Stored data entries
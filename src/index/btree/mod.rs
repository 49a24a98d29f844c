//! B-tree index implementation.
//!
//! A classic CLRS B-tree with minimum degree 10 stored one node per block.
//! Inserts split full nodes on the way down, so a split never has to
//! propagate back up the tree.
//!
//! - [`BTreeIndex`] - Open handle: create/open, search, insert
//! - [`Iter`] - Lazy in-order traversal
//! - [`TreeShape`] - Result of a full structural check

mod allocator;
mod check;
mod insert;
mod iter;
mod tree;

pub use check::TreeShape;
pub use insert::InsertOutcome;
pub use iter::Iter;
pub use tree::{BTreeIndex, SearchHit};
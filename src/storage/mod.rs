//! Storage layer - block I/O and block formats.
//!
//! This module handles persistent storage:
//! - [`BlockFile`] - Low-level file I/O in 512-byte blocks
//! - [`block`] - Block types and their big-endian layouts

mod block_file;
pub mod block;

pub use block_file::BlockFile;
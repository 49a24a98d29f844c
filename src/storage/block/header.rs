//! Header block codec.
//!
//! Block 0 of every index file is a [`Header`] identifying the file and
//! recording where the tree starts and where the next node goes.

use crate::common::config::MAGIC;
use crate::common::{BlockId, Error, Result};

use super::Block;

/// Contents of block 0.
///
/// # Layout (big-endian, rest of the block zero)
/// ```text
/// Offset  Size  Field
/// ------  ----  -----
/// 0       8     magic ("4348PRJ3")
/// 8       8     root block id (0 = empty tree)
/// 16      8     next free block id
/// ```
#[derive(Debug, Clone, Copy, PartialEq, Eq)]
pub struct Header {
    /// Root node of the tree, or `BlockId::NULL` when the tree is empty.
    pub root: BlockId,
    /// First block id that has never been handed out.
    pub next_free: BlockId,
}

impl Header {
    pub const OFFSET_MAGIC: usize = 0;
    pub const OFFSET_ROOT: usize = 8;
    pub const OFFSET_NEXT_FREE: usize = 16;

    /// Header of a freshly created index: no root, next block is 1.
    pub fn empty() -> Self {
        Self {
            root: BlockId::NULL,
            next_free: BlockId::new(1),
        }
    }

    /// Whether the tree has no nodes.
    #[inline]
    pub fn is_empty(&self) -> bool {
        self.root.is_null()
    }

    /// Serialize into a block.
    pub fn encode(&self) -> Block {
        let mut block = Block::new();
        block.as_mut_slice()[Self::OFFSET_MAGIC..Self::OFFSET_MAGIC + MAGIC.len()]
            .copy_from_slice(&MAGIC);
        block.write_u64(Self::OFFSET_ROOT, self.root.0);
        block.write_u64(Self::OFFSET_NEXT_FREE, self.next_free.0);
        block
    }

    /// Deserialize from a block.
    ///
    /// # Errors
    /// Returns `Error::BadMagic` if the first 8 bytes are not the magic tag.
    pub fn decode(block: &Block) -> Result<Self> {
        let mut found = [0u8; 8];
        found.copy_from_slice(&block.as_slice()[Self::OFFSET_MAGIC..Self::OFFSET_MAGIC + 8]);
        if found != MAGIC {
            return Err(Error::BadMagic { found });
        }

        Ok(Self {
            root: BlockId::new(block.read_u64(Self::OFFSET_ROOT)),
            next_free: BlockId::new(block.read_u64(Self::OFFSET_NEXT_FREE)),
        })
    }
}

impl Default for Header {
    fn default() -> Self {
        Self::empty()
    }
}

- **YOUR INSTRUCTIONS**: A single figure is required: the number of lines above in which the string "crate" appears.

- **TASK RESULT**: 2